[WORK INSTRUCTION] Every line of the material must appear in the answer exactly as it does here.

[EXERCISE DATA]
━━━━
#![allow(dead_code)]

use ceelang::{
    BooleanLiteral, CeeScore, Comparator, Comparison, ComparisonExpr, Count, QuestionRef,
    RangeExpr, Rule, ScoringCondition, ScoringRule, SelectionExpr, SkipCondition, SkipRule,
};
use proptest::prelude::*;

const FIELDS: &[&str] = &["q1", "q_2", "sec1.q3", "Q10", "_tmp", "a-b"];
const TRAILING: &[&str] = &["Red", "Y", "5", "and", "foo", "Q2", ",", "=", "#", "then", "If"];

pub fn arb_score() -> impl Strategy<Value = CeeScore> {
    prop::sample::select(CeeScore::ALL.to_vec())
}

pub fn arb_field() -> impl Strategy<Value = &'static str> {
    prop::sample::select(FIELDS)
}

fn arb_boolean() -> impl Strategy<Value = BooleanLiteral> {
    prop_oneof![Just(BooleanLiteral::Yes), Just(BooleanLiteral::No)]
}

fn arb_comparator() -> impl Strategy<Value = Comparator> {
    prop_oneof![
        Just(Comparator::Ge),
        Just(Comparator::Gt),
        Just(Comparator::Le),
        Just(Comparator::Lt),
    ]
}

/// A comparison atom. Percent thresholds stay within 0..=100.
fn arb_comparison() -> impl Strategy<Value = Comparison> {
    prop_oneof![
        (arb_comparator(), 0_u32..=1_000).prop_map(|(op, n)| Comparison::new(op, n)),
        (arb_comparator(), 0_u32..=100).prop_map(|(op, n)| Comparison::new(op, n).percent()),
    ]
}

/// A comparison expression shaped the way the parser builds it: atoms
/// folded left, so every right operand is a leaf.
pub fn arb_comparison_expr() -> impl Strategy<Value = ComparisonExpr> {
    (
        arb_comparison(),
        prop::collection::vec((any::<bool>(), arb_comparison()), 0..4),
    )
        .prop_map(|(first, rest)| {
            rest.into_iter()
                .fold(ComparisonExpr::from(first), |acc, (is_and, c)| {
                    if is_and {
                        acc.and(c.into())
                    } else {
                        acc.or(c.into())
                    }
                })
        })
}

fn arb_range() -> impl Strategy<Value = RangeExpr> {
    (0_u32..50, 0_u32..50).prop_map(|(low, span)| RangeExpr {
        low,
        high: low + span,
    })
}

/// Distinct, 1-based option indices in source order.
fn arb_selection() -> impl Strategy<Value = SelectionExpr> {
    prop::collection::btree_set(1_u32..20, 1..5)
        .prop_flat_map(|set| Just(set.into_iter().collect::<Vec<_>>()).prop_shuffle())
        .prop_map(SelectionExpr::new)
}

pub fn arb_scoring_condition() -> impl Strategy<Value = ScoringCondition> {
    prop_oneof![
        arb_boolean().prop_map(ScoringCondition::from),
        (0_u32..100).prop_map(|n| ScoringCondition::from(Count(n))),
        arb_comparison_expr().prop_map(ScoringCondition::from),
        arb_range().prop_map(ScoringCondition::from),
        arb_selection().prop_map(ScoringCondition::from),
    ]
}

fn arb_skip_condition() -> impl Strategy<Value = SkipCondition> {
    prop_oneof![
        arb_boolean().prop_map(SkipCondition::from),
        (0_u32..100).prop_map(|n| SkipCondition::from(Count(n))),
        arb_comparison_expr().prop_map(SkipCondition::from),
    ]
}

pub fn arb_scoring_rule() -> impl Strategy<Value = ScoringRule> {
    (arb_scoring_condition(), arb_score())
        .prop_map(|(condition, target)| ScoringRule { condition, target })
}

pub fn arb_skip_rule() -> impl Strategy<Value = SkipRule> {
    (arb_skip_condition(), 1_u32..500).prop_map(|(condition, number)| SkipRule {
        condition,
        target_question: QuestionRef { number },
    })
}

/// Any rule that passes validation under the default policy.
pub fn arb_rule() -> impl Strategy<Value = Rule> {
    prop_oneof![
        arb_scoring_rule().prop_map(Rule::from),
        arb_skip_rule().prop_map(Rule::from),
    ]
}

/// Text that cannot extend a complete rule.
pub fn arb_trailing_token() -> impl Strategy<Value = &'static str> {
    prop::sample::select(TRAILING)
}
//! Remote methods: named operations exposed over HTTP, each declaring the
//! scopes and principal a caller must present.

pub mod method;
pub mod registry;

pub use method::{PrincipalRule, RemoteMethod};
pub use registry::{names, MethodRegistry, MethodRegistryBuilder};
━━━━
[COMPLETED TASK]
#![allow(dead_code)]

use ceelang::{
    BooleanLiteral, CeeScore, Comparator, Comparison, ComparisonExpr, Count, QuestionRef,
    RangeExpr, Rule, ScoringCondition, ScoringRule, SelectionExpr, SkipCondition, SkipRule,
};
use proptest::prelude::*;

const FIELDS: &[&str] = &["q1", "q_2", "sec1.q3", "Q10", "_tmp", "a-b"];
const TRAILING: &[&str] = &["Red", "Y", "5", "and", "foo", "Q2", ",", "=", "#", "then", "If"];

pub fn arb_score() -> impl Strategy<Value = CeeScore> {
    prop::sample::select(CeeScore::ALL.to_vec())
}

pub fn arb_field() -> impl Strategy<Value = &'static str> {
    prop::sample::select(FIELDS)
}

fn arb_boolean() -> impl Strategy<Value = BooleanLiteral> {
    prop_oneof![Just(BooleanLiteral::Yes), Just(BooleanLiteral::No)]
}

fn arb_comparator() -> impl Strategy<Value = Comparator> {
    prop_oneof![
        Just(Comparator::Ge),
        Just(Comparator::Gt),
        Just(Comparator::Le),
        Just(Comparator::Lt),
    ]
}

/// A comparison atom. Percent thresholds stay within 0..=100.
fn arb_comparison() -> impl Strategy<Value = Comparison> {
    prop_oneof![
        (arb_comparator(), 0_u32..=1_000).prop_map(|(op, n)| Comparison::new(op, n)),
        (arb_comparator(), 0_u32..=100).prop_map(|(op, n)| Comparison::new(op, n).percent()),
    ]
}

/// A comparison expression shaped the way the parser builds it: atoms
/// folded left, so every right operand is a leaf.
pub fn arb_comparison_expr() -> impl Strategy<Value = ComparisonExpr> {
    (
        arb_comparison(),
        prop::collection::vec((any::<bool>(), arb_comparison()), 0..4),
    )
        .prop_map(|(first, rest)| {
            rest.into_iter()
                .fold(ComparisonExpr::from(first), |acc, (is_and, c)| {
                    if is_and {
                        acc.and(c.into())
                    } else {
                        acc.or(c.into())
                    }
                })
        })
}

fn arb_range() -> impl Strategy<Value = RangeExpr> {
    (0_u32..50, 0_u32..50).prop_map(|(low, span)| RangeExpr {
        low,
        high: low + span,
    })
}

/// Distinct, 1-based option indices in source order.
fn arb_selection() -> impl Strategy<Value = SelectionExpr> {
    prop::collection::btree_set(1_u32..20, 1..5)
        .prop_flat_map(|set| Just(set.into_iter().collect::<Vec<_>>()).prop_shuffle())
        .prop_map(SelectionExpr::new)
}

pub fn arb_scoring_condition() -> impl Strategy<Value = ScoringCondition> {
    prop_oneof![
        arb_boolean().prop_map(ScoringCondition::from),
        (0_u32..100).prop_map(|n| ScoringCondition::from(Count(n))),
        arb_comparison_expr().prop_map(ScoringCondition::from),
        arb_range().prop_map(ScoringCondition::from),
        arb_selection().prop_map(ScoringCondition::from),
    ]
}

fn arb_skip_condition() -> impl Strategy<Value = SkipCondition> {
    prop_oneof![
        arb_boolean().prop_map(SkipCondition::from),
        (0_u32..100).prop_map(|n| SkipCondition::from(Count(n))),
        arb_comparison_expr().prop_map(SkipCondition::from),
    ]
}

pub fn arb_scoring_rule() -> impl Strategy<Value = ScoringRule> {
    (arb_scoring_condition(), arb_score())
        .prop_map(|(condition, target)| ScoringRule { condition, target })
}

pub fn arb_skip_rule() -> impl Strategy<Value = SkipRule> {
    (arb_skip_condition(), 1_u32..500).prop_map(|(condition, number)| SkipRule {
        condition,
        target_question: QuestionRef { number },
    })
}

/// Any rule that passes validation under the default policy.
pub fn arb_rule() -> impl Strategy<Value = Rule> {
    prop_oneof![
        arb_scoring_rule().prop_map(Rule::from),
        arb_skip_rule().prop_map(Rule::from),
    ]
}

/// Text that cannot extend a complete rule.
pub fn arb_trailing_token() -> impl Strategy<Value = &'static str> {
    prop::sample::select(TRAILING)
}
//! Remote methods: named operations exposed over HTTP, each declaring the
//! scopes and principal a caller must present.

pub mod method;
pub mod registry;

pub use method::{PrincipalRule, RemoteMethod};
pub use registry::{names, MethodRegistry, MethodRegistryBuilder};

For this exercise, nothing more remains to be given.